Recogerse hacia fuera es empezar a contemplar.
En general, con respecto al mundo que nos rodea, podemos adoptar una de tres posibles actitudes: interaccionar con él, ignorarlo o contemplarlo. Las dos primeras se corresponden con los ámbitos corporal y mental de nuestra naturaleza. Actuamos y reaccionamos frente a multitud de sensaciones y cogniciones a través de las cuales nos estimula continuamente el mundo exterior. Ignoramos, a la vez, la mayoría de ese mundo que nos rodea. Pero también lo contemplamos, aunque naturalmente no seamos conscientes de ello, porque la contemplación pertenece al ámbito de lo espiritual que hay en nosotros. Así, contemplamos cuando miramos con todo nuestro amor a esa persona querida que duerme, o cuando nos quedamos atónitos, como si se hubiera descorrido el velo de un misterio, ante esa obra de arte que de pronto, desde la pared de un museo o en mitad de la calle, nos ha calado.
La contemplación puede ejercitarse, de hecho la humanidad viene haciéndolo así desde tiempos muy remotos, y al hacerlo nos vamos despojando de todas nuestras constricciones mentales y corporales, liberándonos hacia fuera de esas partes de nosotros mismos, recogiéndonos así hacia el interior de nuestro pozo metafísico. Esta es, pues, la segunda gran vía hacia el recogimiento.
El mandala de la foto superior es un ejemplo de contemplación activa. Es una estructura efímera, fabricada con granos de arena coloreados. Los monjes tibetanos practican, a la vez que lo van haciendo, el recogimiento hacia fuera, que culmina en el momento en que el mandala es terminado.
Pero todo lo que nos rodea está abierto a nuestras posibilidades de contemplación. Lo importante no es el objeto que contemplemos, sino nuestra actitud al hacerlo.
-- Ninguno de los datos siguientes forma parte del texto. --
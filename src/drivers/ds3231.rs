//! DS3231 real-time clock.
//!
//! Time registers 0x00..=0x06 hold BCD seconds, minutes, hours (24 h),
//! day-of-week, date, month and two-digit year.  The chip keeps local
//! civil time; no timezone is applied anywhere.

use embedded_hal::i2c::I2c;
use time::{Date, Month, PrimitiveDateTime, Time};

use crate::bus::bus_error;
use crate::error::BusError;

const REG_SECONDS: u8 = 0x00;
const HOUR_12H_FLAG: u8 = 0x40;

#[derive(Debug, Clone, Copy, PartialEq, Eq)]
pub enum RtcError {
    Bus(BusError),
    /// Registers did not hold a valid date (e.g. oscillator never set).
    InvalidTime,
}

impl From<BusError> for RtcError {
    fn from(e: BusError) -> Self {
        Self::Bus(e)
    }
}

#[derive(Debug, Clone, Copy)]
pub struct Ds3231 {
    addr: u8,
}

impl Ds3231 {
    pub const fn new(addr: u8) -> Self {
        Self { addr }
    }

    /// Current time as local epoch seconds.
    pub fn read_unix<I: I2c>(&self, i2c: &mut I) -> Result<i64, RtcError> {
        let mut regs = [0u8; 7];
        i2c.write_read(self.addr, &[REG_SECONDS], &mut regs)
            .map_err(|e| bus_error(self.addr, &e))?;
        decode(&regs).ok_or(RtcError::InvalidTime)
    }

    pub fn write_unix<I: I2c>(&self, i2c: &mut I, unix: i64) -> Result<(), RtcError> {
        let regs = encode(unix).ok_or(RtcError::InvalidTime)?;
        let mut frame = [0u8; 8];
        frame[0] = REG_SECONDS;
        frame[1..].copy_from_slice(&regs);
        i2c.write(self.addr, &frame)
            .map_err(|e| bus_error(self.addr, &e).into())
    }
}

fn bcd_to_bin(v: u8) -> u8 {
    (v >> 4) * 10 + (v & 0x0F)
}

fn bin_to_bcd(v: u8) -> u8 {
    ((v / 10) << 4) | (v % 10)
}

fn decode(regs: &[u8; 7]) -> Option<i64> {
    let second = bcd_to_bin(regs[0] & 0x7F);
    let minute = bcd_to_bin(regs[1] & 0x7F);
    let hour = if regs[2] & HOUR_12H_FLAG != 0 {
        let h12 = bcd_to_bin(regs[2] & 0x1F) % 12;
        if regs[2] & 0x20 != 0 { h12 + 12 } else { h12 }
    } else {
        bcd_to_bin(regs[2] & 0x3F)
    };
    let day = bcd_to_bin(regs[4] & 0x3F);
    let month = Month::try_from(bcd_to_bin(regs[5] & 0x1F)).ok()?;
    let century = if regs[5] & 0x80 != 0 { 2100 } else { 2000 };
    let year = century + i32::from(bcd_to_bin(regs[6]));

    let date = Date::from_calendar_date(year, month, day).ok()?;
    let time = Time::from_hms(hour, minute, second).ok()?;
    Some(PrimitiveDateTime::new(date, time).assume_utc().unix_timestamp())
}

fn encode(unix: i64) -> Option<[u8; 7]> {
    let dt = time::OffsetDateTime::from_unix_timestamp(unix).ok()?;
    let year = dt.year();
    if !(2000..2200).contains(&year) {
        return None;
    }
    let century_flag = if year >= 2100 { 0x80 } else { 0x00 };
    Some([
        bin_to_bcd(dt.second()),
        bin_to_bcd(dt.minute()),
        bin_to_bcd(dt.hour()),
        // Register counts 1..=7; Sunday = 1.
        dt.weekday().number_from_sunday(),
        bin_to_bcd(dt.day()),
        bin_to_bcd(u8::from(dt.month())) | century_flag,
        bin_to_bcd((year % 100) as u8),
    ])
}
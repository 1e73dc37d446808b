//! Watering executor: valve / pump sequencing and the flow-metering loop.
//!
//! One *run* waters every enabled plant in table order.  Each plant goes
//! through the linear phases
//!
//! ```text
//!  Idle ──▶ Priming ──▶ PumpOn ──▶ Flowing ──▶ Finished
//!           valve open   pump on    sample @1Hz  pump off, valve off
//! ```
//!
//! Every plant is bracketed by "all outputs off": once before the valve
//! opens and once after the valve closes.  The closing bracket runs on
//! every exit path, including a bus error in the middle of the sequence.
//!
//! A plant that has started always runs to completion.  Between plants
//! the executor asks its caller whether to carry on, which is how an alarm
//! run ends once its window closes.  [`RunGuard`] makes sure at most one
//! run exists at a time.

use core::fmt;
use core::sync::atomic::{AtomicBool, Ordering};

use embedded_hal::delay::DelayNs;
use heapless::Vec;
use log::{error, info, warn};

use crate::app::ports::{ActuatorBus, LogRecord, OutputLevel, WateringLogger};
use crate::config::{Capabilities, MAX_PLANTS, Plant, WateringConfig};
use crate::error::{BusError, CapabilityError};
use crate::flow::{FlowMeter, PulseCounter};
use crate::pins::PUMP_OUTPUT;
use crate::status::{StatusPublisher, WateringPhase, WateringStatus};

/// Label attached to every watering log record.
pub const LOG_LABEL: &str = "water";

// ═══════════════════════════════════════════════════════════════
//  Run guard
// ═══════════════════════════════════════════════════════════════

/// Single-owner run flag.
#[derive(Debug, Default)]
pub struct RunGuard(AtomicBool);

impl RunGuard {
    pub const fn new() -> Self {
        Self(AtomicBool::new(false))
    }

    /// Claim the right to run.  `None` if a run is already active.
    pub fn try_acquire(&self) -> Option<RunToken<'_>> {
        self.0
            .compare_exchange(false, true, Ordering::AcqRel, Ordering::Acquire)
            .ok()
            .map(|_| RunToken(self))
    }

    pub fn is_running(&self) -> bool {
        self.0.load(Ordering::Acquire)
    }
}

/// Proof of an active run; releases the guard when dropped.
#[derive(Debug)]
pub struct RunToken<'a>(&'a RunGuard);

impl Drop for RunToken<'_> {
    fn drop(&mut self) {
        (self.0).0.store(false, Ordering::Release);
    }
}

// ═══════════════════════════════════════════════════════════════
//  Results
// ═══════════════════════════════════════════════════════════════

#[derive(Debug, Clone, Copy, PartialEq, Eq)]
pub enum RunError {
    /// Another run holds the guard.
    AlreadyRunning,
    /// Required hardware is not fitted; nothing was actuated.
    Capability(CapabilityError),
    /// A bus transaction failed; outputs were driven off and the run
    /// abandoned.
    Bus(BusError),
    /// The executor task could not be started or did not return.
    Aborted,
}

impl fmt::Display for RunError {
    fn fmt(&self, f: &mut fmt::Formatter<'_>) -> fmt::Result {
        match self {
            Self::AlreadyRunning => write!(f, "watering already in progress"),
            Self::Capability(e) => write!(f, "cannot water: {e}"),
            Self::Bus(e) => write!(f, "watering aborted: {e}"),
            Self::Aborted => write!(f, "watering task failed"),
        }
    }
}

impl From<BusError> for RunError {
    fn from(e: BusError) -> Self {
        Self::Bus(e)
    }
}

impl From<CapabilityError> for RunError {
    fn from(e: CapabilityError) -> Self {
        Self::Capability(e)
    }
}

/// Why the flowing phase of a plant ended.
#[derive(Debug, Clone, Copy, PartialEq, Eq)]
pub enum StopReason {
    TargetReached,
    DurationElapsed,
}

#[derive(Debug, Clone, Copy, PartialEq)]
pub struct PlantReport {
    pub plant_id: u8,
    pub volume_ml: f32,
    pub elapsed_s: u32,
    pub samples: u32,
    pub stop: StopReason,
}

#[derive(Debug, Clone, Default, PartialEq)]
pub struct RunReport {
    pub plants: Vec<PlantReport, MAX_PLANTS>,
    /// Plants left unwatered because the run was told to stop.
    pub skipped: usize,
}

impl RunReport {
    pub fn total_ml(&self) -> f32 {
        self.plants.iter().map(|p| p.volume_ml).sum()
    }
}

// ═══════════════════════════════════════════════════════════════
//  Executor
// ═══════════════════════════════════════════════════════════════

pub struct WateringExecutor<'a, A, L, D> {
    actuators: A,
    logger: L,
    delay: D,
    pulses: &'a PulseCounter,
    status: StatusPublisher<'a>,
    config: WateringConfig,
}

impl<'a, A, L, D> WateringExecutor<'a, A, L, D>
where
    A: ActuatorBus,
    L: WateringLogger,
    D: DelayNs,
{
    pub fn new(
        actuators: A,
        logger: L,
        delay: D,
        pulses: &'a PulseCounter,
        status: StatusPublisher<'a>,
        config: WateringConfig,
    ) -> Self {
        Self {
            actuators,
            logger,
            delay,
            pulses,
            status,
            config,
        }
    }

    /// Water `plants` (already filtered to the enabled ones) in order.
    ///
    /// `started_unix` stamps the log records; without an RTC it is only
    /// uptime-relative.
    pub fn run(
        &mut self,
        plants: &[Plant],
        capabilities: Capabilities,
        calibration_factor: f32,
        started_unix: i64,
    ) -> Result<RunReport, RunError> {
        self.run_until(plants, capabilities, calibration_factor, started_unix, || true)
    }

    /// Like [`run`](Self::run), but `keep_going` is consulted before every
    /// plant after the first; once it returns `false` the remaining plants
    /// are skipped.
    pub fn run_until(
        &mut self,
        plants: &[Plant],
        capabilities: Capabilities,
        calibration_factor: f32,
        started_unix: i64,
        mut keep_going: impl FnMut() -> bool,
    ) -> Result<RunReport, RunError> {
        if !capabilities.has_mcp {
            error!("watering skipped: {}", CapabilityError::NoActuatorBus);
            return Err(CapabilityError::NoActuatorBus.into());
        }
        if !capabilities.has_rtc {
            warn!("no RTC fitted, watering log timestamps are not wall-clock");
        }

        info!("watering run: {} plant(s)", plants.len());
        let mut report = RunReport::default();
        let mut meter = FlowMeter::new(self.pulses, calibration_factor);
        let mut clock_s = 0u32;

        for (n, plant) in plants.iter().enumerate() {
            if n > 0 && !keep_going() {
                report.skipped = plants.len() - n;
                info!("watering run stopped, {} plant(s) skipped", report.skipped);
                break;
            }
            let done = self.water_plant(plant, &mut meter)?;
            clock_s = clock_s.saturating_add(done.elapsed_s);
            self.logger.record(LogRecord {
                timestamp: started_unix + i64::from(clock_s),
                label: LOG_LABEL,
                plant_id: done.plant_id,
                volume_ml: done.volume_ml,
                duration_s: done.elapsed_s,
            });
            // Capacity equals MAX_PLANTS and the plant table is bounded by it.
            let _ = report.plants.push(done);
        }

        info!("watering run complete: {:.1} ml total", report.total_ml());
        Ok(report)
    }

    fn water_plant(&mut self, plant: &Plant, meter: &mut FlowMeter<'_>) -> Result<PlantReport, BusError> {
        let target_ml = self.config.target_volume_ml(plant);
        let duration = self.config.run_duration(plant);
        info!(
            "plant {}: target {:.0} ml, at most {} s",
            plant.id,
            target_ml,
            duration.as_secs()
        );

        self.actuators.set_all_outputs(OutputLevel::Off)?;

        let flowed = self.open_and_meter(plant.id, target_ml, duration, meter);
        let closed = self.close(plant.id);

        // Finished is published on the abort path too.
        self.publish(WateringStatus {
            plant_id: plant.id,
            flow_ml: meter.cumulative_ml(),
            elapsed_s: flowed.as_ref().map_or(0, |r| r.elapsed_s),
            phase: WateringPhase::Finished,
        });

        let report = flowed?;
        closed?;
        info!(
            "plant {}: {:.1} ml in {} s ({:?})",
            plant.id, report.volume_ml, report.elapsed_s, report.stop
        );
        Ok(report)
    }

    /// Priming → PumpOn → Flowing.
    fn open_and_meter(
        &mut self,
        valve: u8,
        target_ml: f32,
        duration: core::time::Duration,
        meter: &mut FlowMeter<'_>,
    ) -> Result<PlantReport, BusError> {
        let mut snapshot = WateringStatus {
            plant_id: valve,
            ..WateringStatus::default()
        };

        self.actuators.set_output(valve, OutputLevel::On)?;
        snapshot.phase = WateringPhase::Priming;
        self.publish(snapshot);
        self.delay.delay_ms(duration_ms(self.config.valve_settle));

        self.actuators.set_output(PUMP_OUTPUT, OutputLevel::On)?;
        snapshot.phase = WateringPhase::PumpOn;
        self.publish(snapshot);
        self.delay.delay_ms(duration_ms(self.config.pump_settle));

        meter.reset();
        let window_ms = duration_ms(self.config.sample_window).max(1);
        let max_samples = duration_ms(duration).div_ceil(window_ms);
        let mut samples = 0u32;
        let mut elapsed_ms = 0u32;

        snapshot.phase = WateringPhase::Flowing;
        let stop = loop {
            if samples >= max_samples {
                break StopReason::DurationElapsed;
            }
            self.delay.delay_ms(window_ms);
            meter.sample_window(window_ms);
            samples += 1;
            elapsed_ms = elapsed_ms.saturating_add(window_ms);

            snapshot.flow_ml = meter.cumulative_ml();
            snapshot.elapsed_s = elapsed_ms / 1000;
            self.publish(snapshot);

            if meter.cumulative_ml() >= target_ml {
                break StopReason::TargetReached;
            }
        };

        Ok(PlantReport {
            plant_id: valve,
            volume_ml: meter.cumulative_ml(),
            elapsed_s: elapsed_ms / 1000,
            samples,
            stop,
        })
    }

    /// Pump off, then valve off, then everything off.  Every step is
    /// attempted even if an earlier one failed; the first error wins.
    fn close(&mut self, valve: u8) -> Result<(), BusError> {
        let pump = self.actuators.set_output(PUMP_OUTPUT, OutputLevel::Off);
        self.delay.delay_ms(duration_ms(self.config.pump_settle));
        let closed = self.actuators.set_output(valve, OutputLevel::Off);
        self.delay.delay_ms(duration_ms(self.config.valve_settle));
        let all = self.actuators.set_all_outputs(OutputLevel::Off);

        if let Err(e) = all {
            error!("outputs could not be forced off: {}", e);
        }
        pump.and(closed).and(all)
    }

    fn publish(&mut self, status: WateringStatus) {
        self.status.publish(status, &mut self.delay);
    }
}

fn duration_ms(d: core::time::Duration) -> u32 {
    d.as_millis().min(u128::from(u32::MAX)) as u32
}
Debemos concentrarnos totalmente en él, volcarnos en su examen, pero desde una postura totalmente pasiva, es decir, más abriéndonos a la exploración de nuestro yo por el objeto que explorando activamente ese objeto nosotros mismos. Intentaré explicarme con un ejemplo: he aquí que estoy utilizando como objeto de mi contemplación la fotografía de un paisaje; recorro con mi mirada todos sus elementos, este árbol, ese camino que serpentea hacia arriba, aquellas montañas lejanas; pero en verdad no soy yo el que recorre el paisaje, sino que estoy dejando que el paisaje me recorra a mí: que el árbol se apodere de toda mi sensibilidad estética, que el camino ocupe toda mi tensión hacia el futuro, que las montañas lejanas llenen toda mi fantasía; que todos ellos a la vez vacíen mis ojos y todos mis sentidos de cualquier otra sensación, y mi mente de cualquier otra vivencia.